• _Given data_:
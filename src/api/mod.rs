//! HTTP API of the monitor.
//!
//! `GET /health`, `GET /status` and `GET /state` are public. `POST /state`
//! switches the monitor state and requires the configured auth header.

pub mod auth;
pub mod handlers;

use std::sync::Arc;

use axum::handler::Handler;
use axum::http::HeaderName;
use axum::middleware;
use axum::routing::get;
use axum::Router;

use crate::core::network_monitor::NetworkMonitor;
use crate::logging::Logger;

#[derive(Clone)]
pub struct ApiState {
    pub monitor: Arc<NetworkMonitor>,
    pub auth_header: HeaderName,
    pub auth_token: Arc<str>,
    pub log: Logger,
}

impl ApiState {
    pub fn new(
        monitor: Arc<NetworkMonitor>,
        auth_header: HeaderName,
        auth_token: impl Into<Arc<str>>,
        log: Logger,
    ) -> Self {
        Self {
            monitor,
            auth_header,
            auth_token: auth_token.into(),
            log,
        }
    }
}

pub fn router(state: ApiState) -> Router {
    let set_state = handlers::set_state.layer(middleware::from_fn_with_state(
        state.clone(),
        auth::require_token,
    ));

    Router::new()
        .route("/health", get(handlers::health))
        .route("/status", get(handlers::status))
        .route("/state", get(handlers::get_state).post(set_state))
        .with_state(state)
}
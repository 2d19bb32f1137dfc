use std::sync::Arc;
use std::time::Duration;

use axum::extract::State;
use axum::routing::get;
use axum::Router;
use chrono::Utc;
use log::Level;
use parking_lot::Mutex;

use netmon::core::network_monitor::{
    CheckOutcome, Criteria, HttpNodeStatsSource, MonitorRuntime, MonitorSettings, MonitorState,
    NetworkMonitor, NetworkScheme,
};
use netmon::logging::{Logger, MemorySink};

const HEALTHY: &str = r#"{
  "node-1.example.com": {"netbyte": "W", "height": 1000, "statehash": "aa", "statehash_height": 998, "version": "v1.4.0"},
  "node-2.example.com": {"netbyte": "W", "height": 1000, "statehash": "aa", "statehash_height": 998, "version": "v1.4.0"},
  "node-3.example.com": {"netbyte": "W", "height": 1001, "statehash": "aa", "statehash_height": "998", "version": "v1.4.0"},
  "node-4.example.com": {"netbyte": "W", "height": 1001, "statehash": "aa", "statehash_height": "998", "version": "v1.4.0"},
  "test-1.example.com": {"netbyte": "T", "height": -1, "statehash": null, "statehash_height": 0, "version": null}
}"#;

const DEGRADED: &str = r#"{
  "node-1.example.com": {"netbyte": "W", "height": 1005, "statehash": "aa", "statehash_height": 1003, "version": "v1.4.0"},
  "node-2.example.com": {"netbyte": "W", "height": -1, "statehash": null, "statehash_height": 0, "version": null},
  "node-3.example.com": {"netbyte": "W", "height": -1, "statehash": null, "statehash_height": 0, "version": null},
  "node-4.example.com": {"netbyte": "W", "height": 1005, "statehash": "aa", "statehash_height": 1003, "version": "v1.4.0"}
}"#;

/// Stats service whose payload can be swapped between requests.
async fn stats_service(payload: Arc<Mutex<&'static str>>) -> String {
    async fn stats(State(payload): State<Arc<Mutex<&'static str>>>) -> &'static str {
        *payload.lock()
    }

    let app = Router::new().route("/", get(stats)).with_state(payload);
    let listener = tokio::net::TcpListener::bind("127.0.0.1:0").await.unwrap();
    let addr = listener.local_addr().unwrap();
    tokio::spawn(async move {
        axum::serve(listener, app).await.unwrap();
    });
    format!("http://{}/", addr)
}

fn monitor(url: String, threshold: usize, sink: Arc<MemorySink>) -> Arc<NetworkMonitor> {
    let log = Logger::new(sink);
    let source = HttpNodeStatsSource::new(url, 128 * 1024, Duration::from_secs(5), log.clone()).unwrap();
    let settings = MonitorSettings {
        initial_state: MonitorState::Active,
        network: NetworkScheme::Mainnet,
        history_size: 4,
        alert_streak_threshold: threshold,
        criteria: Criteria::default(),
    };
    Arc::new(NetworkMonitor::new(settings, Arc::new(source), log).unwrap())
}

#[tokio::test]
async fn test_streak_over_http_source() {
    let payload = Arc::new(Mutex::new(HEALTHY));
    let url = stats_service(payload.clone()).await;
    let sink = Arc::new(MemorySink::default());
    let mon = monitor(url, 2, sink.clone());

    let outcome = mon.check_nodes(Utc::now()).await.unwrap();
    assert_eq!(outcome, CheckOutcome::Evaluated { alert: false, error_streak: 0 });
    assert!(mon.network_operates_stable());
    assert_eq!(mon.network_status_info().height, 1001);
    // the testnet node is filtered out
    assert_eq!(mon.latest_snapshot().unwrap().nodes.len(), 4);

    *payload.lock() = DEGRADED;
    mon.check_nodes(Utc::now()).await.unwrap();
    assert!(mon.network_operates_stable());
    mon.check_nodes(Utc::now()).await.unwrap();
    assert!(!mon.network_operates_stable());
    assert_eq!(mon.error_streak(), 2);

    let snapshot = mon.latest_snapshot().unwrap();
    assert!(snapshot.down_nodes_alert);
    assert_eq!(snapshot.max_height, 1005);

    // freezing as stable overrides the streak and resets it
    mon.change_state(MonitorState::FrozenOperatesStable);
    assert!(mon.network_operates_stable());
    assert_eq!(mon.error_streak(), 0);
    assert_eq!(
        mon.check_nodes(Utc::now()).await.unwrap(),
        CheckOutcome::Frozen(MonitorState::FrozenOperatesStable)
    );

    // back to active with a healthy network
    *payload.lock() = HEALTHY;
    mon.change_state(MonitorState::Active);
    mon.check_nodes(Utc::now()).await.unwrap();
    assert!(mon.network_operates_stable());
    assert_eq!(mon.history_len(), 4);

    assert!(sink.contains(Level::Debug, "network error detected"));
}

#[tokio::test]
async fn test_runtime_against_unreachable_service() {
    // nothing listens on the discard port
    let sink = Arc::new(MemorySink::default());
    let mon = monitor("http://127.0.0.1:9/".to_string(), 1, sink.clone());

    let runtime = MonitorRuntime::spawn(mon.clone(), Duration::from_millis(20), Logger::new(sink.clone()));
    tokio::time::timeout(Duration::from_secs(10), async {
        while !sink.contains(Level::Error, "failed to check nodes status") {
            tokio::time::sleep(Duration::from_millis(10)).await;
        }
    })
    .await
    .unwrap();
    runtime.shutdown().await;

    assert_eq!(mon.history_len(), 0);
    assert!(mon.network_operates_stable());
    assert_eq!(mon.network_status_info().height, -1);
}
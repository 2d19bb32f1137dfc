use std::io;
use thiserror::Error;

/// Error type for the network monitor
#[derive(Error, Debug)]
pub enum NetmonError {
    #[error("IO error: {0}")]
    Io(#[from] io::Error),

    #[error("Configuration error: {0}")]
    Config(String),

    #[error("failed to parse network monitoring state, invalid state string {0:?}")]
    InvalidState(String),

    #[error("invalid network scheme {0:?}")]
    InvalidNetworkScheme(String),

    #[error("nodes with stats are empty")]
    EmptyNodes,

    #[error("Fetch error: {0}")]
    Fetch(String),

    #[error("HTTP error: {0}")]
    Http(#[from] reqwest::Error),

    #[error("JSON error: {0}")]
    Json(#[from] serde_json::Error),
}

/// Result type alias for the network monitor
pub type Result<T> = std::result::Result<T, NetmonError>;

impl NetmonError {
    /// Create a config error
    pub fn config<S: Into<String>>(msg: S) -> Self {
        NetmonError::Config(msg.into())
    }

    pub fn invalid_state<S: Into<String>>(state: S) -> Self {
        NetmonError::InvalidState(state.into())
    }

    pub fn invalid_network_scheme<S: Into<String>>(scheme: S) -> Self {
        NetmonError::InvalidNetworkScheme(scheme.into())
    }

    /// Create a fetch error
    pub fn fetch<S: Into<String>>(msg: S) -> Self {
        NetmonError::Fetch(msg.into())
    }
}
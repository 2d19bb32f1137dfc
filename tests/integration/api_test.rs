use std::sync::Arc;

use async_trait::async_trait;
use axum::body::{self, Body};
use axum::http::{HeaderName, Request, StatusCode};
use axum::Router;
use chrono::{TimeZone, Utc};
use tower::ServiceExt; // for `oneshot`

use netmon::api::handlers::{HealthResponse, StateResponse};
use netmon::api::{router, ApiState};
use netmon::core::network_monitor::{
    Criteria, MonitorSettings, MonitorState, NetworkMonitor, NetworkScheme, NetworkStatusInfo,
    NodeRecord, NodeSet, NodeStatsSource,
};
use netmon::logging::{Logger, MemorySink};

const AUTH_HEADER: &str = "x-waves-monitor-auth";

struct FixedSource(NodeSet);

#[async_trait]
impl NodeStatsSource for FixedSource {
    async fn fetch(&self) -> netmon::Result<NodeSet> {
        Ok(self.0.clone())
    }
}

fn setup(threshold: usize) -> (Router, Arc<NetworkMonitor>) {
    let nodes = NodeSet::from(vec![
        NodeRecord::new("a", NetworkScheme::Mainnet, 500),
        NodeRecord::new("b", NetworkScheme::Mainnet, -1),
        NodeRecord::new("c", NetworkScheme::Mainnet, 500),
    ]);
    let log = Logger::new(Arc::new(MemorySink::default()));
    let settings = MonitorSettings {
        initial_state: MonitorState::Active,
        network: NetworkScheme::Mainnet,
        history_size: 10,
        alert_streak_threshold: threshold,
        criteria: Criteria::default(),
    };
    let monitor = Arc::new(
        NetworkMonitor::new(settings, Arc::new(FixedSource(nodes)), log.clone()).unwrap(),
    );
    let state = ApiState::new(
        monitor.clone(),
        HeaderName::from_static(AUTH_HEADER),
        "token",
        log,
    );
    (router(state), monitor)
}

async fn get_json<T: serde::de::DeserializeOwned>(app: &Router, uri: &str) -> T {
    let resp = app
        .clone()
        .oneshot(Request::builder().uri(uri).body(Body::empty()).unwrap())
        .await
        .unwrap();
    assert_eq!(resp.status(), StatusCode::OK);
    let body = body::to_bytes(resp.into_body(), usize::MAX).await.unwrap();
    serde_json::from_slice(&body).unwrap()
}

async fn post_state(app: &Router, state: &str) -> StatusCode {
    let req = Request::builder()
        .method("POST")
        .uri("/state")
        .header("content-type", "application/json")
        .header(AUTH_HEADER, "token")
        .body(Body::from(format!(r#"{{"state":"{}"}}"#, state)))
        .unwrap();
    app.clone().oneshot(req).await.unwrap().status()
}

#[tokio::test]
async fn test_status_reflects_checks() {
    let (app, monitor) = setup(1);

    let info: NetworkStatusInfo = get_json(&app, "/status").await;
    assert_eq!(info.height, -1);
    assert_eq!(info.network, NetworkScheme::Mainnet);
    assert_eq!(info.updated, Utc.timestamp_opt(0, 0).unwrap());
    assert!(info.status);

    let now = Utc.with_ymd_and_hms(2021, 6, 1, 12, 0, 0).unwrap();
    monitor.check_nodes(now).await.unwrap();

    let info: NetworkStatusInfo = get_json(&app, "/status").await;
    assert_eq!(info.height, 500);
    assert_eq!(info.updated, now);
    assert!(!info.status);

    let health: HealthResponse = get_json(&app, "/health").await;
    assert!(!health.status);
}

#[tokio::test]
async fn test_state_switching() {
    let (app, monitor) = setup(1);
    monitor.check_nodes(Utc::now()).await.unwrap();

    let state: StateResponse = get_json(&app, "/state").await;
    assert_eq!(state.state, MonitorState::Active);

    assert_eq!(post_state(&app, "frozen_operates_stable").await, StatusCode::OK);
    let state: StateResponse = get_json(&app, "/state").await;
    assert_eq!(state.state, MonitorState::FrozenOperatesStable);
    let health: HealthResponse = get_json(&app, "/health").await;
    assert!(health.status);

    assert_eq!(post_state(&app, "frozen_degraded").await, StatusCode::OK);
    let health: HealthResponse = get_json(&app, "/health").await;
    assert!(!health.status);

    assert_eq!(post_state(&app, "sleeping").await, StatusCode::BAD_REQUEST);
    assert_eq!(monitor.state(), MonitorState::FrozenDegraded);
}

#[tokio::test]
async fn test_status_wire_format() {
    let (app, monitor) = setup(5);
    monitor
        .check_nodes(Utc.with_ymd_and_hms(2021, 6, 1, 12, 0, 0).unwrap())
        .await
        .unwrap();

    let value: serde_json::Value = get_json(&app, "/status").await;
    assert_eq!(
        value,
        serde_json::json!({
            "updated": "2021-06-01T12:00:00Z",
            "network": "W",
            "status": true,
            "height": 500,
        })
    );
}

• _Exercise objective_: From the records above, print exactly the lines that run from the line with "const HEALTHY: &str" to the line with "const DEGRADED: &str", inclusive.

• _Result below_:
const HEALTHY: &str = r#"{
  "node-1.example.com": {"netbyte": "W", "height": 1000, "statehash": "aa", "statehash_height": 998, "version": "v1.4.0"},
  "node-2.example.com": {"netbyte": "W", "height": 1000, "statehash": "aa", "statehash_height": 998, "version": "v1.4.0"},
  "node-3.example.com": {"netbyte": "W", "height": 1001, "statehash": "aa", "statehash_height": "998", "version": "v1.4.0"},
  "node-4.example.com": {"netbyte": "W", "height": 1001, "statehash": "aa", "statehash_height": "998", "version": "v1.4.0"},
  "test-1.example.com": {"netbyte": "T", "height": -1, "statehash": null, "statehash_height": 0, "version": null}
}"#;

const DEGRADED: &str = r#"{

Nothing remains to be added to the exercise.